Dean nodded to Guthrie, who sat up straighter in his chair. “We’ve re-interviewed the witnesses from when this was a missing persons case. His friends. His family. His employer. We’ve interviewed additional people, including his girlfriend’s parents and Paul Zorn.”
Eric grunted at the name and chewed more vigorously on the pipe stem.

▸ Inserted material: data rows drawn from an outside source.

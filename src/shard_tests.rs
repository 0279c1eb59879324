//
// Copyright (c) 2024, 2025 Oracle and/or its affiliates. All rights reserved.
//
// Licensed under the Universal Permissive License v 1.0 as shown at
//  https://oss.oracle.com/licenses/upl/
//
use crate::test_server::FakeServer;
use crate::{
    Cursor, DriverErrorCode, QueryRequest, ReplicationFactor, ShardRouter, ShardsRequest,
};
use rand::distributions::Alphanumeric;
use rand::Rng;
use serde_json::json;
use std::error::Error;

fn random_key() -> String {
    rand::thread_rng()
        .sample_iter(&Alphanumeric)
        .take(12)
        .map(char::from)
        .collect()
}

async fn keys_of(cursor: &mut Cursor) -> Result<Vec<String>, Box<dyn Error>> {
    let mut keys = Vec::new();
    loop {
        match cursor.read_next().await {
            Ok(e) => keys.push(e.key().to_string()),
            Err(e) if e.is_no_more_documents() => return Ok(keys),
            Err(e) => return Err(e.into()),
        }
    }
}

#[tokio::test]
async fn shard_map() -> Result<(), Box<dyn Error>> {
    let server = FakeServer::new();
    server.create_collection("orders", 3);
    let handle = server.handle().await?;

    let shards = ShardsRequest::new("orders").execute(&handle).await?;
    assert_eq!(shards.name(), "orders");
    assert_eq!(shards.shard_ids(), vec!["s1001", "s1002", "s1003"]);
    assert_eq!(shards.number_of_shards(), 3);
    assert_eq!(shards.shard_keys(), ["_key".to_string()]);
    assert_eq!(shards.replication_factor(), Some(&ReplicationFactor::Count(2)));
    assert_eq!(shards.leader("s1002").map(String::as_str), Some("PRMR-2"));
    assert!(!shards.contains("s9999"));

    let err = ShardsRequest::new("nothing").execute(&handle).await.unwrap_err();
    assert!(err.is_not_found());
    Ok(())
}

#[tokio::test]
async fn per_shard_union_matches_full_scan() -> Result<(), Box<dyn Error>> {
    let server = FakeServer::new();
    server.create_collection("orders", 4);
    let docs: Vec<_> = (0..200)
        .map(|i| json!({"_key": random_key(), "n": i}))
        .collect();
    server.insert("orders", docs);
    let handle = server.handle().await?;

    let mut all = QueryRequest::new("FOR o IN orders RETURN o")
        .batch_size(33)
        .execute(&handle)
        .await?;
    let mut expected = keys_of(&mut all).await?;
    assert_eq!(expected.len(), 200);

    let shards = ShardsRequest::new("orders").execute(&handle).await?;
    let routers = ShardRouter::per_shard(&shards);
    assert_eq!(routers.len(), 4);

    let mut union = Vec::new();
    for router in routers {
        let shard = router.shard_ids()[0].clone();
        let mut cursor = QueryRequest::new("FOR o IN orders RETURN o")
            .batch_size(33)
            .shard_router(router)
            .execute(&handle)
            .await?;
        let keys = keys_of(&mut cursor).await?;
        for k in &keys {
            assert_eq!(server.shard_of("orders", k), shard);
        }
        union.extend(keys);
    }
    union.sort();
    expected.sort();
    assert_eq!(union, expected);
    Ok(())
}

#[tokio::test]
async fn restriction_to_several_shards() -> Result<(), Box<dyn Error>> {
    let server = FakeServer::new();
    server.create_collection("orders", 3);
    let docs: Vec<_> = (0..60).map(|i| json!({"_key": format!("o{}", i)})).collect();
    server.insert("orders", docs);
    let handle = server.handle().await?;

    let mut cursor = QueryRequest::new("FOR o IN orders RETURN o")
        .shard_ids(&["s1001", "s1003", "s1001"])?
        .execute(&handle)
        .await?;
    let keys = keys_of(&mut cursor).await?;
    assert!(!keys.is_empty());
    for k in &keys {
        assert_ne!(server.shard_of("orders", k), "s1002");
    }
    Ok(())
}

#[tokio::test]
async fn unknown_shard_rejected_by_server() -> Result<(), Box<dyn Error>> {
    let server = FakeServer::new();
    server.create_collection("orders", 2);
    server.insert("orders", vec![json!({"_key": "a"})]);
    let handle = server.handle().await?;

    let err = QueryRequest::new("FOR o IN orders RETURN o")
        .shard_ids(&["s1001", "s4242"])?
        .execute(&handle)
        .await
        .unwrap_err();
    assert_eq!(err.code, DriverErrorCode::InvalidShardIdentifier);
    assert_eq!(err.error_num, 1203);
    assert!(err.message.contains("s4242"));
    Ok(())
}

#[tokio::test]
async fn unknown_shard_rejected_before_sending() -> Result<(), Box<dyn Error>> {
    let server = FakeServer::new();
    server.create_collection("orders", 2);
    let handle = server.handle().await?;
    let shards = ShardsRequest::new("orders").execute(&handle).await?;

    let router = ShardRouter::new(["s1002", "bogus"])?.with_known_shards(&shards);
    let err = QueryRequest::new("FOR o IN orders RETURN o")
        .shard_router(router)
        .execute(&handle)
        .await
        .unwrap_err();
    assert_eq!(err.code, DriverErrorCode::InvalidShardIdentifier);
    assert_eq!(server.requests("POST", "/_api/cursor"), 0);
    Ok(())
}

#[test]
fn router_validation() {
    let r = ShardRouter::new(["s2", "s1", "s2", "s3", "s1"]).unwrap();
    assert_eq!(r.shard_ids(), ["s2", "s1", "s3"]);

    let err = ShardRouter::new(Vec::<String>::new()).unwrap_err();
    assert_eq!(err.code, DriverErrorCode::IllegalArgument);
    let err = ShardRouter::new(["s1", ""]).unwrap_err();
    assert_eq!(err.code, DriverErrorCode::IllegalArgument);

    let err = QueryRequest::new("RETURN 1")
        .shard_ids::<&str>(&[])
        .unwrap_err();
    assert_eq!(err.code, DriverErrorCode::IllegalArgument);
}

Guthrie continued, “Even interviewed the Pratts. Regarding physical evidence: We have the pistols found at the scene. The thirty-eight, fully loaded, deep in the victim’s coat pocket and unfired. The Remington, a forty-five, and likely the weapon that killed Billy—I mean our victim. That gun and bullet are at the crime lab downstate waiting to be examined. We just found the victim’s car, which is in the impound lot. Interior was clean as a whistle except for some cassettes. It’s been exposed to the elements. We’ll lift some fingerprints if we find them, but I wouldn’t hold out hope. Even if we found them, could’ve been anyone that touched the car. My gut tells me Billy parked it there and that’s the end of the story for the car. We don’t yet know what the stash of cash in the closet or the copy of the commie book mean to the investigation, if anything. Though that much cash seems connected.”
“I fought to stop those commies.”
Dean did not bother to correct his father, who had fought with those commies against the fascists. Nor did he remind himself of his own war’s convenient lies.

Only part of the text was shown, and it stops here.